The laurel, according to the Roman tradition, cannot be hit by thunders: this is the reason why frequently in the country the laurel is planted near the houses where it can reach even remarkable dimensions. Tradition nonetheless describes the idea that this plant, describing the Apollo and the Sun power and energy, is so important for the community of Cultores and Cultrices, both in material and metaphysical/symbolic terms,  to be considered sacred ("The Untouchable") also by the Celestial Gods and Goddesses.

The Goddess Victoria is always represented having a branch or a crown (symbolic circular control tool - like rings and necklaces) of laurel as symbol of supremacy of the Order over the forces of Chaos. This is the reason why the Roman Emperors, consuls or generals had the crown of laurel during the triumph: not accidentally these crowns were put down over the knees of the statue of Jupiter Optimus Maximus.

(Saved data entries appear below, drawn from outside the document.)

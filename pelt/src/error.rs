use thiserror::Error;

/// Fatal setup problems, reported before any phase starts.
///
/// Per-request failures are deliberately not represented here; they are
/// tracked as [`RequestFailure`] tags and folded into the run's aggregate
/// counts instead of aborting it.
#[derive(Debug, Error)]
pub enum Error {
    #[error("invalid HTTP method `{0}` (expected GET, POST, PUT or DELETE)")]
    InvalidMethod(String),

    #[error("invalid target URL `{url}`: {reason}")]
    InvalidTarget { url: String, reason: String },

    #[error("concurrency must be at least 1")]
    ZeroConcurrency,

    #[error("failed to build HTTP client")]
    Client(#[from] reqwest::Error),
}

/// Classification of one failed request.
///
/// The `Display` form is the categorical tag carried into reports, so
/// distinct failure modes stay distinguishable in aggregate output.
#[derive(Debug, Clone, PartialEq, Eq, Error)]
pub enum RequestFailure {
    #[error("timeout")]
    Timeout,

    #[error("connect_error:{0}")]
    Connect(String),

    #[error("http_{0}")]
    Status(u16),

    #[error("error:{0}")]
    Other(String),
}
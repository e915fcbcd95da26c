//! Benchmark run configuration.

use crate::error::Error;
use reqwest::Url;
use std::fmt;
use std::str::FromStr;
use std::time::Duration;

/// Default target, the local health endpoint.
pub const DEFAULT_TARGET: &str = "http://127.0.0.1:3000/health";

/// The warmup phase never uses more workers than this, whatever the
/// configured concurrency.
pub const WARMUP_CONCURRENCY_CAP: usize = 10;

#[derive(Debug, Clone, Copy, PartialEq, Eq, Default)]
pub enum Method {
    #[default]
    Get,
    Post,
    Put,
    Delete,
}

impl FromStr for Method {
    type Err = Error;

    fn from_str(s: &str) -> Result<Self, Error> {
        match s.to_ascii_uppercase().as_str() {
            "GET" => Ok(Method::Get),
            "POST" => Ok(Method::Post),
            "PUT" => Ok(Method::Put),
            "DELETE" => Ok(Method::Delete),
            _ => Err(Error::InvalidMethod(s.to_string())),
        }
    }
}

impl fmt::Display for Method {
    fn fmt(&self, f: &mut fmt::Formatter<'_>) -> fmt::Result {
        f.write_str(match self {
            Method::Get => "GET",
            Method::Post => "POST",
            Method::Put => "PUT",
            Method::Delete => "DELETE",
        })
    }
}

/// Immutable input for one benchmark run.
#[derive(Debug, Clone)]
pub struct BenchmarkConfig {
    pub target: String,
    pub method: Method,
    pub body: Option<String>,
    pub duration: Duration,
    pub concurrency: usize,
    pub warmup: Duration,
    pub timeout: Duration,
}

impl BenchmarkConfig {
    pub fn new(target: impl Into<String>) -> Self {
        Self {
            target: target.into(),
            method: Method::Get,
            body: None,
            duration: Duration::from_secs(10),
            concurrency: 50,
            warmup: Duration::from_secs(2),
            timeout: Duration::from_secs(30),
        }
    }

    pub fn method(mut self, method: Method) -> Self {
        self.method = method;
        self
    }

    /// Request body, sent for POST and PUT only.
    pub fn body(mut self, body: impl Into<String>) -> Self {
        self.body = Some(body.into());
        self
    }

    /// Length of the measurement phase.
    pub fn duration(mut self, duration: Duration) -> Self {
        self.duration = duration;
        self
    }

    pub fn concurrency(mut self, concurrency: usize) -> Self {
        self.concurrency = concurrency;
        self
    }

    /// Length of the warmup phase; zero skips warmup entirely.
    pub fn warmup(mut self, warmup: Duration) -> Self {
        self.warmup = warmup;
        self
    }

    /// Per-request timeout. Also bounds how long a phase drain can take.
    pub fn timeout(mut self, timeout: Duration) -> Self {
        self.timeout = timeout;
        self
    }

    /// Fatal configuration problems are caught here, before any phase runs.
    pub fn validate(&self) -> Result<(), Error> {
        let url = Url::parse(&self.target).map_err(|err| Error::InvalidTarget {
            url: self.target.clone(),
            reason: err.to_string(),
        })?;
        if !matches!(url.scheme(), "http" | "https") {
            return Err(Error::InvalidTarget {
                url: self.target.clone(),
                reason: format!("unsupported scheme `{}`", url.scheme()),
            });
        }
        if self.concurrency == 0 {
            return Err(Error::ZeroConcurrency);
        }
        Ok(())
    }

    pub(crate) fn warmup_concurrency(&self) -> usize {
        self.concurrency.min(WARMUP_CONCURRENCY_CAP)
    }
}

impl Default for BenchmarkConfig {
    fn default() -> Self {
        Self::new(DEFAULT_TARGET)
    }
}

Everything related to the Laurel, as sacred plant, is therefore connected to complex liturgies, rites, meanings, symbols, myths and mysteries whose sense and meaning still remain completely obscure for many profane individuals.

L' Aiuola del Sole e di Apollo: l' Alloro

Il mese di Luglio è un periodo interamente dedicato alla forza di Apollo e all'energia del Sole (torno a ripetere: non come oggetto astronomico - o per lo meno non solo, ma come entità metafisica, cosmica ed universale). Una delle piante che maggiormente rappresenta, nel linguaggio della Natura Vegetale, questa forza ed energia è sicuramente l'Alloro. L'Alloro infatti è una pianta apollinea per definizione.

Da un punto di vista arvalico, questa pianta viene collocata nell'aiuola del Sole (una delle 4 aiuole principali del Giardino Sacro Arvalico) insieme all'elicrisio, la camomilla, l'incenso, il rosmarino, l'iperico, l'angelica, l'eufrasia, la calendula, il vischio, la potentilla tormentilla. L'aiuola del Sole descrive una dimensione secca e calda, la dimensione dell'Oro, il giallo, dove viene rappresentato il potere vitale del Sole come sorgente di Tutto, capace di contenere in sè tutte le qualità e caratteristiche degli altri pianeti. Tutte queste piante sono sudorifere, tonificanti e stimolanti. 

L'alloro in particolare rappresenta il potere, la supremazia, l'eternità, l'immortalità, l'arte, l'onore e la gloria: si tratta di una importante pianta profetica dotata di un simbolismo iniziatico molto complesso. Superfluo citare l'arcinoto nesso fra l'alloro e la Pizia.

Utilizzata come pianta officinale, l'alloro stimola l'energia fisica e ristabilisce l'equilibrio interno del corpo, fornendo al contempo (secondo la tradizione) "ampia chiaroveggenza". 

Il suo nome sacro è Dafne.

La tradizione dice che l'alloro non viene colpito dai fulmini ed è per questo che spesso nelle campagne l'alloro viene piantato in prossimità della casa dove può raggiungere dimensioni anche molto significative. In realtà la tradizione vuole esprimere l'idea che questa pianta, che descrive il Sole e lo stesso Apollo, è talmente importante ed essenziale alla vita delle comunità dei Cultores e delle Cultrices, sia in senso materiale che simbolico, che nemmeno gli Dei e le Dee del Cielo intendono danneggiarla. La stessa Dea Vittoria reca in mano un ramo o una corona (strumento simbolico circolare di controllo) di alloro come simbolo di supremazia dell'ordine sulle forze del Caos. Per questo gli imperatori, i consoli, i generali portavano la Corona di Alloro che veniva deposta sulle ginocchia della statua di Giove Ottimo Massimo.

Tutto ciò che ruota intorno all'alloro, come pianta sacra, è pertanto connesso a complesse liturgie, rituali, significati, simboli, miti, misteri il cui significato a molti profani sfugge completamente.